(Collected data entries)
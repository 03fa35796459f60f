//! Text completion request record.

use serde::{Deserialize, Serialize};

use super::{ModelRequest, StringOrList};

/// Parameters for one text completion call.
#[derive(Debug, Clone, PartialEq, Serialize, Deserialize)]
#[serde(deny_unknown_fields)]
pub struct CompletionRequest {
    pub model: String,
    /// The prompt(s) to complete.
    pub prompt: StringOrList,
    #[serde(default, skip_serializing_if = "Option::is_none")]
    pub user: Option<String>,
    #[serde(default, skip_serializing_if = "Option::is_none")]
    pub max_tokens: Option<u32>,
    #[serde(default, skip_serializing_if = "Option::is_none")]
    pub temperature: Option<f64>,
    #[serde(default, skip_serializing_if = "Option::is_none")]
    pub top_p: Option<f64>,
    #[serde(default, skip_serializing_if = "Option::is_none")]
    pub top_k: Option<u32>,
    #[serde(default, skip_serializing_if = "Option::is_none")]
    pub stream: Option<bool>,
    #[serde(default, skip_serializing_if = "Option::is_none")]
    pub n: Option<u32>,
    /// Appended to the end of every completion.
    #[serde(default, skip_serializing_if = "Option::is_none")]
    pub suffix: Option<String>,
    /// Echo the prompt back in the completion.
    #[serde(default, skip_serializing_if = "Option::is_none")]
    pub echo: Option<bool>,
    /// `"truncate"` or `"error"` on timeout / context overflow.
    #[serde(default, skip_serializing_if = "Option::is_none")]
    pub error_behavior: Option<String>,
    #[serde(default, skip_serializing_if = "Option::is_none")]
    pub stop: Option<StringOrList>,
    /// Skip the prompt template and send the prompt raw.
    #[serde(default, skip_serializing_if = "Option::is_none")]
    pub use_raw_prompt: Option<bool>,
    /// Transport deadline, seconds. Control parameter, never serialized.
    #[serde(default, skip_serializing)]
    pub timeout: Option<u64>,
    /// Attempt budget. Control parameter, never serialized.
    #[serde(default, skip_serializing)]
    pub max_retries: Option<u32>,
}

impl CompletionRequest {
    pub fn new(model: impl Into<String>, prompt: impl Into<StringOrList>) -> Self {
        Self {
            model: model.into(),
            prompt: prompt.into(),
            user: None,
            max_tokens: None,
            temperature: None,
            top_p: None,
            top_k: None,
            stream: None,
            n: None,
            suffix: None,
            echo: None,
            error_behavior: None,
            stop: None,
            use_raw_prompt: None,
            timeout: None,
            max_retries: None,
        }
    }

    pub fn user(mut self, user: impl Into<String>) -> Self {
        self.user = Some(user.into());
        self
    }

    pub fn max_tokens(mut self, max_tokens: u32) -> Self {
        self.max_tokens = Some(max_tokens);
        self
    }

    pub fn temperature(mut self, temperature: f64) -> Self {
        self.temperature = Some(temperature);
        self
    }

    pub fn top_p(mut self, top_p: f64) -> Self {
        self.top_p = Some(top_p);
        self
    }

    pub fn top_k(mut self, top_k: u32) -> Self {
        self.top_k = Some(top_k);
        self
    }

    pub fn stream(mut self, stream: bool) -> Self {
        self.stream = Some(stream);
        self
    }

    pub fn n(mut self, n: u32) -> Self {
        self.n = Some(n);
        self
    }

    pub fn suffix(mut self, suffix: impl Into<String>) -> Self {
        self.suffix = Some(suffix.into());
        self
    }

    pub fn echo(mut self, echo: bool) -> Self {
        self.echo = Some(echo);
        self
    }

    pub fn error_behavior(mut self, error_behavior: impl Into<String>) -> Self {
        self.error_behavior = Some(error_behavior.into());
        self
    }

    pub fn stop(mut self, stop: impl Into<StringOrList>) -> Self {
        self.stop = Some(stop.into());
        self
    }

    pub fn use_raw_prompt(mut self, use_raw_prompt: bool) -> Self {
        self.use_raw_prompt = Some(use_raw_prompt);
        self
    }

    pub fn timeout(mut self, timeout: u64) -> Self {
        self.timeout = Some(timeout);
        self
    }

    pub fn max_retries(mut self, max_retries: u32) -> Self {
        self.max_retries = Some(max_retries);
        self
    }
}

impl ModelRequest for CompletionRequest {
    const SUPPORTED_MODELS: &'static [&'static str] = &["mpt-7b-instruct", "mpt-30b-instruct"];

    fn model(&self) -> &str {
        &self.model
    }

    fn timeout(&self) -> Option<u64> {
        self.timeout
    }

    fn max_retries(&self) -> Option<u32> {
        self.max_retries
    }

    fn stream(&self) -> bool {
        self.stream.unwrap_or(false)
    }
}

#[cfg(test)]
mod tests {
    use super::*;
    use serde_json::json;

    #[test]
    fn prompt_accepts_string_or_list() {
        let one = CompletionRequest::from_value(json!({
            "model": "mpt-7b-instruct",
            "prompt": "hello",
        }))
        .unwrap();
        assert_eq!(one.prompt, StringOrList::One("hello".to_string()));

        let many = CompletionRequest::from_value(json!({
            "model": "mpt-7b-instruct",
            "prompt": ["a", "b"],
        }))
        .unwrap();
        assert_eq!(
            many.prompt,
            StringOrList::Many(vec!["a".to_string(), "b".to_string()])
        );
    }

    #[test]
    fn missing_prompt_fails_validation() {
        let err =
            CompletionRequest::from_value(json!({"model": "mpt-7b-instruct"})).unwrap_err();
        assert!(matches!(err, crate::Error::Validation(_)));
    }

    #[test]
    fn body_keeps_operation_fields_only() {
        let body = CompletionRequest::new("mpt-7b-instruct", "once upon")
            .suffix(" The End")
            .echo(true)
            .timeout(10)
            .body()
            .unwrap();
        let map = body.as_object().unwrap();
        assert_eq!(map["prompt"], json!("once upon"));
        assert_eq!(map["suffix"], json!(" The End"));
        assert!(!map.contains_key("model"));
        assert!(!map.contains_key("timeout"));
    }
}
--
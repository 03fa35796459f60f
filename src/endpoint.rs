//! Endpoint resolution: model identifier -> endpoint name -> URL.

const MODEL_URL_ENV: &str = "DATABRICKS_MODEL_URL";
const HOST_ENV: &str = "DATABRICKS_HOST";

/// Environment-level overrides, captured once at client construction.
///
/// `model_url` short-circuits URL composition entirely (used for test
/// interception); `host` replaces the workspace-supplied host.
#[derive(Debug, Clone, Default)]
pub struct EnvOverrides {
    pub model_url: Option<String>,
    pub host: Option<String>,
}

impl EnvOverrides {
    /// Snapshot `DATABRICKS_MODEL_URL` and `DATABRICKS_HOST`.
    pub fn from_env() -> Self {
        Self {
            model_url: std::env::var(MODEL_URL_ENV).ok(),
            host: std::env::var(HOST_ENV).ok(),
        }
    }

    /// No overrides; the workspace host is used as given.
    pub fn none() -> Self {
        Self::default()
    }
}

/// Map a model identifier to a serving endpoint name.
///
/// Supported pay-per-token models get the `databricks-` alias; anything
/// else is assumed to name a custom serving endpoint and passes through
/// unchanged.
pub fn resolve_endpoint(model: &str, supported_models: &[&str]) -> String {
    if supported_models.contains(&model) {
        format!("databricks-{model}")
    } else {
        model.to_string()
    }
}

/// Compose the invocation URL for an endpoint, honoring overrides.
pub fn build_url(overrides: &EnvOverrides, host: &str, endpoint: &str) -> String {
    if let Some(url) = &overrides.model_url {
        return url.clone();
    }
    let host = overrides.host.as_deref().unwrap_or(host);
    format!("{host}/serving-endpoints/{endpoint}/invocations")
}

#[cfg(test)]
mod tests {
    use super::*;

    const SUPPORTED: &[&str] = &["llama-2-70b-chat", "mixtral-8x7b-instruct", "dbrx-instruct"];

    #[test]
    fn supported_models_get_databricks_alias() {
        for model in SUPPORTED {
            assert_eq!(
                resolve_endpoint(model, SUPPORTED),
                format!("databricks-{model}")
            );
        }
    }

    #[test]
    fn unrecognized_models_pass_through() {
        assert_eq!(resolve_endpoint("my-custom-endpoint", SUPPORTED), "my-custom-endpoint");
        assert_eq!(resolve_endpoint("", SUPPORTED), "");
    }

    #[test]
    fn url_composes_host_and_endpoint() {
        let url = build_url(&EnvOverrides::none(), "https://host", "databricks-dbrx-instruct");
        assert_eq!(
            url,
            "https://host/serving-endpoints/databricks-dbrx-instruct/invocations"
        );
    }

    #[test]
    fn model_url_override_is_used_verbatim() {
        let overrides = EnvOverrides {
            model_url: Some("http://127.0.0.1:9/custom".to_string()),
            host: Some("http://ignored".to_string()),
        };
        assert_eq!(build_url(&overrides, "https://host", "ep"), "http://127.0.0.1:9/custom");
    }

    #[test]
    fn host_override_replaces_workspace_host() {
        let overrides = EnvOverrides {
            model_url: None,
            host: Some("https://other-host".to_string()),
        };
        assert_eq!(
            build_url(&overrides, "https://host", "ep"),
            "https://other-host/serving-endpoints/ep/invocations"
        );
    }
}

What is being asked — Copy each line in the data that holds the word "derive".

Solution for this task —
#[derive(Debug, Clone, PartialEq, Serialize, Deserialize)]
#[derive(Debug, Clone, Default)]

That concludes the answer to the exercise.